* Exercise inputs *

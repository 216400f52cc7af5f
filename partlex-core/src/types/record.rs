//! The structured part record — the engine's sole output type.

use serde::{Deserialize, Serialize};
use std::fmt;

use super::confidence::FieldConfidences;

/// Drive type extracted from the `4x4` / `4x2` markers.
#[derive(Debug, Clone, Copy, PartialEq, Eq, Hash, Serialize, Deserialize)]
pub enum DriveType {
    FourWheel,
    TwoWheel,
}

impl DriveType {
    /// The literal token as it appears in descriptions.
    pub fn token(&self) -> &'static str {
        match self {
            Self::FourWheel => "4x4",
            Self::TwoWheel => "4x2",
        }
    }

    pub fn description(&self) -> &'static str {
        match self {
            Self::FourWheel => "Four-wheel drive",
            Self::TwoWheel => "Two-wheel drive",
        }
    }
}

impl fmt::Display for DriveType {
    fn fmt(&self, f: &mut fmt::Formatter<'_>) -> fmt::Result {
        f.write_str(self.token())
    }
}

/// Engine fuel/propulsion type.
#[derive(Debug, Clone, Copy, PartialEq, Eq, Hash, Serialize, Deserialize)]
pub enum EngineType {
    Diesel,
    Gasoline,
    Hybrid,
}

impl EngineType {
    pub fn name(&self) -> &'static str {
        match self {
            Self::Diesel => "Diesel",
            Self::Gasoline => "Gasoline",
            Self::Hybrid => "Hybrid",
        }
    }
}

impl fmt::Display for EngineType {
    fn fmt(&self, f: &mut fmt::Formatter<'_>) -> fmt::Result {
        f.write_str(self.name())
    }
}

/// What a dimension token measures.
#[derive(Debug, Clone, Copy, PartialEq, Eq, Hash, Serialize, Deserialize)]
pub enum DimensionKind {
    /// Belt length following a rib count (`6PK 1230`).
    BeltLength,
    /// Explicit millimeter mention.
    Millimeters,
    /// Brake-disc diameter.
    Diameter,
    /// Bare decimal interpreted as engine displacement.
    Displacement,
}

impl DimensionKind {
    pub fn unit(&self) -> &'static str {
        match self {
            Self::BeltLength | Self::Millimeters | Self::Diameter => "mm",
            Self::Displacement => "L",
        }
    }

    pub fn name(&self) -> &'static str {
        match self {
            Self::BeltLength => "length",
            Self::Millimeters => "dimension",
            Self::Diameter => "diameter",
            Self::Displacement => "engine displacement",
        }
    }
}

/// An extracted dimension (belt length, diameter, displacement...).
#[derive(Debug, Clone, Copy, PartialEq, Serialize, Deserialize)]
pub struct Dimension {
    pub value: f64,
    pub kind: DimensionKind,
}

/// A model-year range. Either bound may be open.
#[derive(Debug, Clone, Copy, PartialEq, Eq, Default, Serialize, Deserialize)]
pub struct YearRange {
    pub from: Option<i32>,
    pub to: Option<i32>,
}

impl YearRange {
    pub fn is_empty(&self) -> bool {
        self.from.is_none() && self.to.is_none()
    }

    /// An inverted range (from > to) is stored but penalized, never rejected.
    pub fn is_inverted(&self) -> bool {
        matches!((self.from, self.to), (Some(f), Some(t)) if f > t)
    }
}

/// A (brand, model) pair. Brand is always canonical; model may be the
/// "Generic Model" placeholder when a brand was found without a model.
#[derive(Debug, Clone, PartialEq, Eq, Hash, Serialize, Deserialize)]
pub struct ModelRef {
    pub brand: String,
    pub model: String,
}

impl fmt::Display for ModelRef {
    fn fmt(&self, f: &mut fmt::Formatter<'_>) -> fmt::Result {
        write!(f, "{} {}", self.brand, self.model)
    }
}

/// A year range attached to a specific model mention.
#[derive(Debug, Clone, PartialEq, Serialize, Deserialize)]
pub struct ModelYearRange {
    pub brand: String,
    pub model: String,
    pub years: YearRange,
    pub confidence: f64,
}

/// The structured output of one classification call.
///
/// Created once per input line and immutable after construction; a
/// re-classification produces a new record rather than updating in place.
#[derive(Debug, Clone, PartialEq, Serialize, Deserialize)]
pub struct PartRecord {
    pub raw_text: String,

    /// Canonical English part category ("Air Filter", "Brake Discs", ...).
    pub category: Option<String>,
    /// The lexicon source term that produced the category.
    pub category_term: Option<String>,

    /// Compatible brands, first-seen order, no duplicates.
    pub brands: Vec<String>,
    /// Compatible (brand, model) pairs, first-seen order, no duplicates.
    pub models: Vec<ModelRef>,
    /// Year ranges associated with specific models.
    pub model_years: Vec<ModelYearRange>,
    /// Year range not attached to any model mention.
    pub general_years: YearRange,

    pub drive_type: Option<DriveType>,
    /// Joined position markers, e.g. "Front" or "Front/Rear".
    pub position: Option<String>,
    /// Joined side markers, e.g. "Right" or "Right/Left".
    pub side: Option<String>,

    pub engine_code: Option<String>,
    pub engine_displacement: Option<f64>,
    pub engine_type: Option<EngineType>,

    pub dimension: Option<Dimension>,

    pub confidences: FieldConfidences,
    /// Weighted overall accuracy in [0, 1].
    pub accuracy: f64,
}

impl PartRecord {
    /// An all-default record for empty or unparseable input.
    pub fn empty(raw_text: impl Into<String>) -> Self {
        Self {
            raw_text: raw_text.into(),
            category: None,
            category_term: None,
            brands: Vec::new(),
            models: Vec::new(),
            model_years: Vec::new(),
            general_years: YearRange::default(),
            drive_type: None,
            position: None,
            side: None,
            engine_code: None,
            engine_displacement: None,
            engine_type: None,
            dimension: None,
            confidences: FieldConfidences::default(),
            accuracy: 0.0,
        }
    }
}

#[cfg(test)]
mod tests {
    use super::*;

    #[test]
    fn empty_record_has_zero_accuracy() {
        let rec = PartRecord::empty("");
        assert_eq!(rec.accuracy, 0.0);
        assert!(rec.brands.is_empty());
        assert!(rec.general_years.is_empty());
    }

    #[test]
    fn inverted_range_detected() {
        let r = YearRange { from: Some(2015), to: Some(2012) };
        assert!(r.is_inverted());
        let ok = YearRange { from: Some(2012), to: Some(2015) };
        assert!(!ok.is_inverted());
    }

    #[test]
    fn drive_type_tokens_round_trip() {
        assert_eq!(DriveType::FourWheel.token(), "4x4");
        assert_eq!(DriveType::TwoWheel.token(), "4x2");
        assert_eq!(DriveType::FourWheel.description(), "Four-wheel drive");
    }
}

* What is being asked *
Within the listing above, tally the lines holding the word "PartRecord". Give the tally only.

* Task response *
3